The sham group underwent a similar procedure but with minimal pressure applied and no therapeutic intent. None of the participants in either group had prior experience with IASTM. To maintain blinding, the sham group received treatment over the same anatomical regions as the IASTM group but with a light-touch application of the instrument, ensuring they remained unaware of their allocation. To further reinforce blinding, treatment sessions for each group were scheduled separately to prevent cross-group interactions.

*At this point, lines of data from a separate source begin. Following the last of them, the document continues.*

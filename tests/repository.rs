use std::io::Write;

use customer_api::domain::types::Industry;
use customer_api::repository::CustomerReader;
use customer_api::repository::errors::RepositoryError;
use customer_api::repository::memory::InMemoryCustomerRepository;
use tempfile::NamedTempFile;

mod common;

#[test]
fn lists_customers_in_source_order() {
    let repo = common::sample_repo();

    let customers = repo.list_customers().unwrap();

    let ids: Vec<i32> = customers.iter().map(|c| c.id).collect();
    assert_eq!(ids, (1..=12).collect::<Vec<i32>>());
}

#[test]
fn repeated_reads_are_identical() {
    let repo = common::sample_repo();

    let first = repo.list_customers().unwrap();
    let second = repo.list_customers().unwrap();

    assert_eq!(first, second);
}

#[test]
fn loads_customers_from_a_json_file() {
    let mut file = NamedTempFile::new().unwrap();
    write!(
        file,
        r#"[
            {{
                "id": 1,
                "name": "Jacobs Co",
                "employees": 99,
                "industry": "Logistics",
                "contactInfo": {{"name": "Ann", "email": "ann@jacobs.example"}},
                "address": {{
                    "street": "988 Kimberly Fort Apt. 921",
                    "city": "Lake Tracy",
                    "state": "Connecticut",
                    "zipCode": "07115",
                    "country": "United States of America"
                }}
            }},
            {{
                "id": 2,
                "name": "Kilback Co",
                "employees": 100000,
                "industry": "Technology",
                "contactInfo": null,
                "address": null
            }}
        ]"#
    )
    .unwrap();

    let repo = InMemoryCustomerRepository::from_json_file(file.path()).unwrap();
    assert_eq!(repo.len(), 2);

    let customers = repo.list_customers().unwrap();
    assert_eq!(customers[0].name, "Jacobs Co");
    assert_eq!(customers[0].industry, Industry::Logistics);
    assert_eq!(
        customers[0].address.as_ref().unwrap().zip_code,
        "07115"
    );
    assert_eq!(customers[1].contact_info, None);
    assert_eq!(customers[1].address, None);
}

#[test]
fn missing_seed_file_is_an_io_error() {
    let result = InMemoryCustomerRepository::from_json_file("does-not-exist.json");

    assert!(matches!(result, Err(RepositoryError::Io(_))));
}

#[test]
fn malformed_seed_file_is_a_deserialization_error() {
    let mut file = NamedTempFile::new().unwrap();
    write!(file, "{{\"not\": \"an array\"}}").unwrap();

    let result = InMemoryCustomerRepository::from_json_file(file.path());

    assert!(matches!(
        result,
        Err(RepositoryError::Deserialization(_))
    ));
}

#[test]
fn empty_collection_is_valid() {
    let repo = InMemoryCustomerRepository::new(vec![]);

    assert!(repo.is_empty());
    assert!(repo.list_customers().unwrap().is_empty());
}
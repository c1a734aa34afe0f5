//! Service layer: validation and the query pipeline.

use thiserror::Error;

use crate::repository::errors::RepositoryError;

pub mod customers;

/// Failures a service call can report.
///
/// The validation variants carry their exact wire messages: clients assert
/// on these strings verbatim, so they are part of the external contract.
#[derive(Debug, Error)]
pub enum ServiceError {
    #[error("Invalid page or limit. Both must be positive numbers.")]
    InvalidPageOrLimit,

    #[error(
        "Unsupported size value. Supported values are All, Small, Medium, Enterprise, Large Enterprise, and Very Large Enterprise."
    )]
    UnsupportedSize,

    #[error(
        "Unsupported industry value. Supported values are All, Logistics, Retail, Technology, HR, and Finance."
    )]
    UnsupportedIndustry,

    #[error("Repository error: {0}")]
    Repository(#[from] RepositoryError),
}

impl ServiceError {
    /// Whether the error was caused by the caller's input.
    #[must_use]
    pub const fn is_validation(&self) -> bool {
        matches!(
            self,
            Self::InvalidPageOrLimit | Self::UnsupportedSize | Self::UnsupportedIndustry
        )
    }
}

pub type ServiceResult<T> = Result<T, ServiceError>;
//! HTTP route handlers.

pub mod customers;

Importantly, none of the participants in the sham group reported suspicion regarding their group assignment, preserving the integrity of the study's blinding procedures. To uphold ethical standards, participants in the sham group were offered free routine physiotherapy interventions following the study.
Figure 2.
A, Instrument-assisted soft tissue mobilization (IASTM) tools and techniques; B, fanning; C and D, sweeping; E, brushing; and F, framing.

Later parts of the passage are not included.